Ge and Wu show how replacing the bottom linear polarizer with a light-recycling NWGP, and keeping the top linear polarizer as it is, can improve the device’s optical efficiency. The scientists explain how the recycling process works: when unpolarized light from a source (such as a cold cathode fluorescent lamp or light-emitting diode) reaches the NWGP layer, only waves traveling perpendicular to the wire grids (p-waves) can penetrate the NWGP, and are transmitted. Waves traveling parallel to the wire grids (s-waves) are first reflected back to a light guide plate for recycling, but then they bounce back to the NWGP again.
By reflecting back and forth, the s-wave has more chances to be converted to a p-wave and transmitted through the NWGP. This recycling process repeats several times before the light is absorbed or scattered away. As a result, the overall light efficiency can be improved by about 60%, as compared to using two linear sheet polarizers.

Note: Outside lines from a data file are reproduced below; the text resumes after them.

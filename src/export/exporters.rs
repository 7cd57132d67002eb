//! Typed record exporters.
//!
//! One exporter per record category. The per-type exporters share the
//! anchored pagination walk: fetch a page, flatten every record, hand
//! each mapping to every attached target, and loop while the last page
//! was full. The first error from a fetch or a target write is captured
//! in a collected-error slot and re-raised once after the walk, so
//! records already written stay in the output.

use super::config::ExportConfiguration;
use super::target::ExportTarget;
use crate::json::{FieldMap, JsonValue};
use crate::models::{Record, RecordPayload, SampleType, keys};
use crate::store::HealthStore;
use crate::{Error, Result};
use chrono::Utc;
use tracing::debug;

/// Records requested per anchored fetch.
pub const PAGE_SIZE: usize = 10_000;

/// One step of an export run.
pub trait DataExporter {
    /// Human-readable progress message for this step.
    fn message(&self) -> String;

    /// Runs the step against every attached target, returning the
    /// number of records written per target.
    ///
    /// # Errors
    ///
    /// Returns the first error captured during the step.
    fn export(
        &self,
        store: &dyn HealthStore,
        targets: &mut [&mut dyn ExportTarget],
    ) -> Result<usize>;
}

/// Writes the metadata block.
pub struct MetaDataExporter {
    config: ExportConfiguration,
    version: String,
}

impl MetaDataExporter {
    /// Creates the metadata exporter for one run.
    #[must_use]
    pub fn new(config: &ExportConfiguration, version: &str) -> Self {
        Self {
            config: config.clone(),
            version: version.to_string(),
        }
    }
}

Besides the increased efficiency, NWGPs could offer some other advantages compared with conventional LCDs. The NWGP that the scientists used here was only 200 nanometers thick (the linear polarizer is 210 micrometers thick), which would not only decrease unwanted light absorption, but also minimize light leakage and enable ultra-thin displays. In addition, the linear polarizer-NWGP configuration can provide a wide viewing angle: the scientists achieved a 100:1 contrast ratio across a 75° viewing cone using a conventional multi-domain vertical alignment LCD.

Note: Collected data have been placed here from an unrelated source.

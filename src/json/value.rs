//! Tagged value type for ad hoc JSON-shaped data.
//!
//! Flattened records travel through the pipeline as [`FieldMap`]s of
//! [`JsonValue`]s: a closed set of leaf kinds (string, number, bool,
//! date, null) plus nested arrays and mappings. The writer serializes a
//! whole value in one call by matching on the tag, which preserves the
//! "serialize anything shaped like JSON" contract without reflection.

use chrono::{DateTime, Utc};

/// A JSON-shaped value.
///
/// `Date` is kept as its own variant even though JSON has no date type:
/// the writer encodes it as integer milliseconds since the Unix epoch,
/// and keeping the tag distinct means a boolean can never be confused
/// with a numeric 0/1 nor a date with a plain number.
#[derive(Debug, Clone, PartialEq)]
pub enum JsonValue {
    /// A string value.
    String(String),
    /// A finite numeric value.
    Number(f64),
    /// A boolean value.
    Bool(bool),
    /// A timestamp, serialized as milliseconds since the Unix epoch.
    Date(DateTime<Utc>),
    /// A null value.
    Null,
    /// A nested array.
    Array(Vec<JsonValue>),
    /// A nested mapping with insertion-ordered fields.
    Object(FieldMap),
}

impl JsonValue {
    /// Returns the string content if this is a `String` value.
    #[must_use]
    pub fn as_str(&self) -> Option<&str> {
        match self {
            Self::String(s) => Some(s),
            _ => None,
        }
    }

    /// Returns the numeric content if this is a `Number` value.
    #[must_use]
    pub fn as_f64(&self) -> Option<f64> {
        match self {
            Self::Number(n) => Some(*n),
            _ => None,
        }
    }

    /// Returns the numeric content truncated to an integer, if numeric.
    #[must_use]
    pub fn as_i64(&self) -> Option<i64> {
        #[allow(clippy::cast_possible_truncation)]
        match self {
            Self::Number(n) => Some(*n as i64),
            _ => None,
        }
    }

    /// Returns the nested array if this is an `Array` value.
    #[must_use]
    pub fn as_array(&self) -> Option<&[JsonValue]> {
        match self {
            Self::Array(items) => Some(items),
            _ => None,
        }
    }

    /// Returns the nested mapping if this is an `Object` value.
    #[must_use]
    pub fn as_object(&self) -> Option<&FieldMap> {
        match self {
            Self::Object(map) => Some(map),
            _ => None,
        }
    }
}

impl From<&str> for JsonValue {
    fn from(s: &str) -> Self {
        Self::String(s.to_string())
    }
}

impl From<String> for JsonValue {
    fn from(s: String) -> Self {
        Self::String(s)
    }
}

impl From<f64> for JsonValue {
    fn from(n: f64) -> Self {
        Self::Number(n)
    }
}

impl From<i64> for JsonValue {
    #[allow(clippy::cast_precision_loss)]
    fn from(n: i64) -> Self {
        Self::Number(n as f64)
    }
}

impl From<bool> for JsonValue {
    fn from(b: bool) -> Self {
        Self::Bool(b)
    }
}

impl From<DateTime<Utc>> for JsonValue {
    fn from(d: DateTime<Utc>) -> Self {
        Self::Date(d)
    }
}

impl From<FieldMap> for JsonValue {
    fn from(map: FieldMap) -> Self {
        Self::Object(map)
    }
}

impl From<Vec<JsonValue>> for JsonValue {
    fn from(items: Vec<JsonValue>) -> Self {
        Self::Array(items)
    }
}

/// An insertion-ordered string-keyed mapping.
///
/// Field order is significant: the round-trip law requires documents to
/// serialize with keys in the order they were written, so a hash map
/// will not do. Lookups are linear, which is fine for record dicts with
/// a handful of fields.
#[derive(Debug, Clone, Default, PartialEq)]
pub struct FieldMap {
    fields: Vec<(String, JsonValue)>,
}

impl FieldMap {
    /// Creates an empty field map.
    #[must_use]
    pub fn new() -> Self {
        Self::default()
    }

    /// Inserts a field, replacing any existing value for the key in
    /// place (the original position is kept).
    pub fn put(&mut self, key: impl Into<String>, value: impl Into<JsonValue>) {
        let key = key.into();
        let value = value.into();
        if let Some(slot) = self.fields.iter_mut().find(|(k, _)| *k == key) {
            slot.1 = value;
        } else {
            self.fields.push((key, value));
        }
    }

    /// Returns the value for a key, if present.
    #[must_use]
    pub fn get(&self, key: &str) -> Option<&JsonValue> {
        self.fields.iter().find(|(k, _)| k == key).map(|(_, v)| v)
    }

    /// Returns whether the map contains a key.
    #[must_use]
    pub fn contains_key(&self, key: &str) -> bool {
        self.get(key).is_some()
    }

    /// Returns the number of fields.
    #[must_use]
    pub fn len(&self) -> usize {
        self.fields.len()
    }

    /// Returns whether the map has no fields.
    #[must_use]
    pub fn is_empty(&self) -> bool {
        self.fields.is_empty()
    }

    /// Iterates over fields in insertion order.
    pub fn iter(&self) -> impl Iterator<Item = (&str, &JsonValue)> {
        self.fields.iter().map(|(k, v)| (k.as_str(), v))
    }
}

impl<'a> IntoIterator for &'a FieldMap {
    type Item = (&'a String, &'a JsonValue);
    type IntoIter = std::iter::Map<
        std::slice::Iter<'a, (String, JsonValue)>,
        fn(&'a (String, JsonValue)) -> (&'a String, &'a JsonValue),
    >;

    fn into_iter(self) -> Self::IntoIter {
        fn pair(entry: &(String, JsonValue)) -> (&String, &JsonValue) {
            (&entry.0, &entry.1)
        }
        self.fields.iter().map(pair)
    }
}

impl FromIterator<(String, JsonValue)> for FieldMap {
    fn from_iter<T: IntoIterator<Item = (String, JsonValue)>>(iter: T) -> Self {
        let mut map = Self::new();
        for (k, v) in iter {
            map.put(k, v);
        }
        map
    }
}

/// Renders a finite f64 the way the codec writes numbers.
///
/// Integral values within i64 range print without a fractional part, so
/// millisecond epoch timestamps and counts round-trip byte for byte.
#[must_use]
pub fn format_number(n: f64) -> String {
    #[allow(clippy::cast_possible_truncation)]
    if n.fract() == 0.0 && n.abs() < 9.2e18 {
        format!("{}", n as i64)
    } else {
        format!("{n}")
    }
}

#[cfg(test)]
mod tests {
    use super::*;

    #[test]
    fn test_field_map_keeps_insertion_order() {
        let mut map = FieldMap::new();
        map.put("sdate", 1_700_000_000_000_i64);
        map.put("value", 1_i64);
        map.put("sdate", 1_700_000_000_001_i64);

        let keys: Vec<&str> = map.iter().map(|(k, _)| k).collect();
        assert_eq!(keys, vec!["sdate", "value"]);
        assert_eq!(map.get("sdate").unwrap().as_i64(), Some(1_700_000_000_001));
    }

    #[test]
    fn test_format_number_integral() {
        assert_eq!(format_number(1.0), "1");
        assert_eq!(format_number(0.0), "0");
        assert_eq!(format_number(1_700_000_000_000.0), "1700000000000");
        assert_eq!(format_number(-42.0), "-42");
    }

    #[test]
    fn test_format_number_fractional() {
        assert_eq!(format_number(1.6), "1.6");
        assert_eq!(format_number(-0.25), "-0.25");
    }

    #[test]
    fn test_value_accessors() {
        assert_eq!(JsonValue::from("x").as_str(), Some("x"));
        assert_eq!(JsonValue::from(3_i64).as_i64(), Some(3));
        assert!(JsonValue::Null.as_str().is_none());
    }
}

“We plan to work with our contract sponsor Chi-Mei Optoelectronics Corporation to make test devices for this new device configuration,” said Ge. “In addition, we will apply this nano-wire grid polarizer technology to sunlight readable transflective LCDs for mobile devices and 3D displays. If the performance is good and cost is acceptable, then we expect this technology will have widespread applications in the consumer market in the near future.”
More information: Ge, Zhibing and Wu, Shin-Tson. “Nanowire grid polarizer for energy efficient and wide-view liquid crystal displays.” Applied Physics Letters 93, 121104 (2008).